They don't "have to be" taught. They can be taught. This is the critical difference. Regardless of what you define as the slate (whether it's just the higher brain functions or the brain entirely) it's not the case that a baby is clueless about this crying thing until it is taught.

"Knowledge" consists exclusively of abstractions.  Perception etc. is properly termed awareness. "Cognition" does not descry knowledge, it is awareness

E.g. I am aware of a sensation of pain; I know that the specific type of pain I'm experiencing means that I've accidently put my foot to sleep by cutting off the blood supply.  Babies can experience pain; they have no knowledge of what is causing the pain or how to fix it.

This definition of "I" is what I'm beginning to suspect.

It may be that you've so narrowly defined "I" that you've externalized all lower cognitive functions, the parts of the slate that are not blank. This is fallax tabula rasa. (As Dennet says, "if you make yourself small enough, everything is external".)

In particular, your definition of "senses" is so expansive that you have no basis for criticizing Kant's observation that, being informed through unique senses we each have a unique view of the world.

Link to comment
Share on other sites

[...] Locke was truly on the extreme nurture side of the nature-nurture debate, and took the position that the mind completely programs itself.

Does that mean that man has the hardware (the brain) but not the software (mind, i.e., ideas) before birth? If so, that is exactly what tabula rasa means. The nature of the brain and the rest of the nervous system make consciousness possible via the senses, but all of the content of consciousness is acquired after birth, and that happens volitionally, i.e. the mind _does_ completely program itself.

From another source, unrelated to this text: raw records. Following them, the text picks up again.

//! Scripted two-party call over the in-process loopback hub.
//!
//! Alice calls Bob, Bob answers, Alice shares her screen for a while, stops,
//! and hangs up. Used by `parley demo` and as a smoke test of the whole core.

use std::sync::Arc;
use std::time::Duration;

use anyhow::{anyhow, Result};
use parley_call::{
    CallConfig, CallController, Collaborators, Direction, LoopbackHub, MemoryCallStore,
    PeerConnectionFactory, SimulatedPeerFactory,
};
use parley_common::{CallStatus, MediaKind, SignalKind};
use parley_media::{MediaSourceProvider, ScreenSelector, SyntheticBackend};
use tracing::info;

use crate::session::wait_for_view;

const STEP_TIMEOUT: Duration = Duration::from_secs(10);

#[derive(Debug, Clone, Copy, PartialEq, Eq)]
pub enum DemoPeers {
    Simulated,
    Rtc,
}

#[derive(Debug, Clone)]
pub struct DemoOptions {
    pub media_kind: MediaKind,
    pub share_screen: bool,
    /// Time spent in each connected phase (plain, then sharing).
    pub hold: Duration,
    pub peers: DemoPeers,
}

impl Default for DemoOptions {
    fn default() -> Self {
        Self {
            media_kind: MediaKind::Video,
            share_screen: true,
            hold: Duration::from_secs(2),
            peers: DemoPeers::Simulated,
        }
    }
}

/// What happened during a demo run.
#[derive(Debug, Clone, Default)]
pub struct DemoReport {
    /// Milestones each side passed through, in order.
    pub caller_statuses: Vec<CallStatus>,
    pub callee_statuses: Vec<CallStatus>,
    pub remote_saw_screen: bool,
    pub renegotiation_offers: usize,
    /// Tracks still live on either side after hangup.
    pub live_tracks_after: usize,
}

struct DemoParty {
    controller: CallController,
    media: Arc<MediaSourceProvider>,
}

fn peer_factory(peers: DemoPeers) -> Result<Arc<dyn PeerConnectionFactory>> {
    Ok(match peers {
        DemoPeers::Simulated => Arc::new(SimulatedPeerFactory::new()),
        DemoPeers::Rtc => Arc::new(parley_rtc::RtcPeerFactory::new()?),
    })
}

async fn party(
    user: &str,
    hub: &Arc<LoopbackHub>,
    store: &Arc<MemoryCallStore>,
    config: &CallConfig,
    peers: DemoPeers,
) -> Result<DemoParty> {
    let media = Arc::new(MediaSourceProvider::new(
        Arc::new(SyntheticBackend::new()),
        config.provider_config(),
    ));
    let controller = CallController::new(
        user,
        config.clone(),
        Collaborators {
            channel: hub.clone(),
            reachability: hub.clone(),
            store: store.clone(),
            media: media.clone(),
            peers: peer_factory(peers)?,
        },
    );
    controller.start().await?;
    Ok(DemoParty { controller, media })
}

fn record(statuses: &mut Vec<CallStatus>, status: Option<CallStatus>) {
    if let Some(status) = status {
        if statuses.last() != Some(&status) {
            statuses.push(status);
        }
    }
}

pub async fn run_demo(options: DemoOptions, config: CallConfig) -> Result<DemoReport> {
    let hub = Arc::new(LoopbackHub::new());
    let store = Arc::new(MemoryCallStore::new());
    let alice = party("alice", &hub, &store, &config, options.peers).await?;
    let bob = party("bob", &hub, &store, &config, options.peers).await?;

    let mut report = DemoReport::default();
    let mut alice_view = alice.controller.subscribe();
    let mut bob_view = bob.controller.subscribe();

    let id = alice
        .controller
        .place_call("bob", options.media_kind)
        .await?;
    info!("alice is calling bob ({}), call {}", options.media_kind, id);
    record(&mut report.caller_statuses, alice.controller.view().status());

    let ringing = wait_for_view(&mut bob_view, STEP_TIMEOUT, "incoming call", |v| {
        v.call_id() == Some(id) && v.direction == Some(Direction::Incoming)
    })
    .await?;
    record(&mut report.callee_statuses, ringing.status());
    info!("bob's phone is ringing");
    bob.controller.accept_call(id).await?;

    for (view, statuses) in [
        (&mut alice_view, &mut report.caller_statuses),
        (&mut bob_view, &mut report.callee_statuses),
    ] {
        let connected = wait_for_view(view, STEP_TIMEOUT, "connected call", |v| {
            v.call_id() == Some(id)
                && matches!(
                    v.status(),
                    Some(CallStatus::Connected | CallStatus::Ended | CallStatus::Failed)
                )
        })
        .await?;
        record(statuses, Some(CallStatus::Accepted));
        record(statuses, connected.status());
    }
    if alice.controller.view().status() != Some(CallStatus::Connected) {
        return Err(anyhow!(
            "call did not connect: {:?}",
            alice.controller.view().end_reason
        ));
    }
    info!("call {} connected", id);
    tokio::time::sleep(options.hold).await;

    if options.share_screen {
        let sources = alice.controller.screen_sources().await?;
        info!("alice has {} screen source(s)", sources.len());
        alice
            .controller
            .start_screen_share(ScreenSelector::First)
            .await?;
        info!("alice is sharing her screen");
        let seen = wait_for_view(&mut bob_view, STEP_TIMEOUT, "remote screen", |v| {
            !v.remote_screen_stream.is_empty()
        })
        .await;
        report.remote_saw_screen = seen.is_ok();
        tokio::time::sleep(options.hold).await;
        alice.controller.stop_screen_share().await?;
        info!("alice stopped sharing");
    }
    report.renegotiation_offers = hub.count("alice", SignalKind::RenegotiationOffer);

    alice.controller.end_call(id).await?;
    for (view, statuses) in [
        (&mut alice_view, &mut report.caller_statuses),
        (&mut bob_view, &mut report.callee_statuses),
    ] {
        let ended = wait_for_view(view, STEP_TIMEOUT, "hangup", |v| {
            v.status().is_some_and(|s| s.is_terminal())
        })
        .await?;
        record(statuses, ended.status());
    }
    info!("call {} ended", id);

    alice.controller.shutdown().await;
    bob.controller.shutdown().await;
    report.live_tracks_after = alice.media.live_tracks() + bob.media.live_tracks();
    Ok(report)
}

The nature of the brain is such that it supports certain operations (integration and differentiation are the fundamentals), but those operations are neither automatic nor automatically correct.

[...] However, given Rand’s lack of specificity on the meaning of “tabula rasa” and Nathaniel Branden’s essay in The Objectivist Newsletter (Oct., 1962) ruling out the possibility of any instinctual behavior -- in animals or humans -- I am not convinced that Rand’s position was dissimilar to Locke’s.

So what is unspecific about "Tabula rasa means no innate ideas"? I can't imagine, even in theory, how that could be made more specific without leaving philosophy and going into the biological workings of the brain.

An instinct is an inborn, automatically performed pattern of behavior, such as ducks flying south for the winter, or bears hibernating. Man demonstrably has no such behaviors. I don't have Branden's article with me, but I would be amazed if he claimed that not even animals have instincts, since it is quite obvious that they do.

The bottom line is that Rand was very specific and clear about the meaning of tabula rasa, and the (correct) claim that man has no instincts in no way conflicts with the concept of tabula rasa.

Mark Peters

Link to comment
Share on other sites

Does that mean that man has the hardware (the brain) but not the software (mind, i.e., ideas) before birth? If so, that is exactly what tabula rasa means. The nature of the brain and the rest of the nervous system make consciousness possible via the senses, but all of the content of consciousness is acquired after birth, and that happens volitionally, i.e. the mind _does_ completely program itself.

If the mind completely programs itself, then humans have the ability to program themselves not to need sleep. Try it sometime.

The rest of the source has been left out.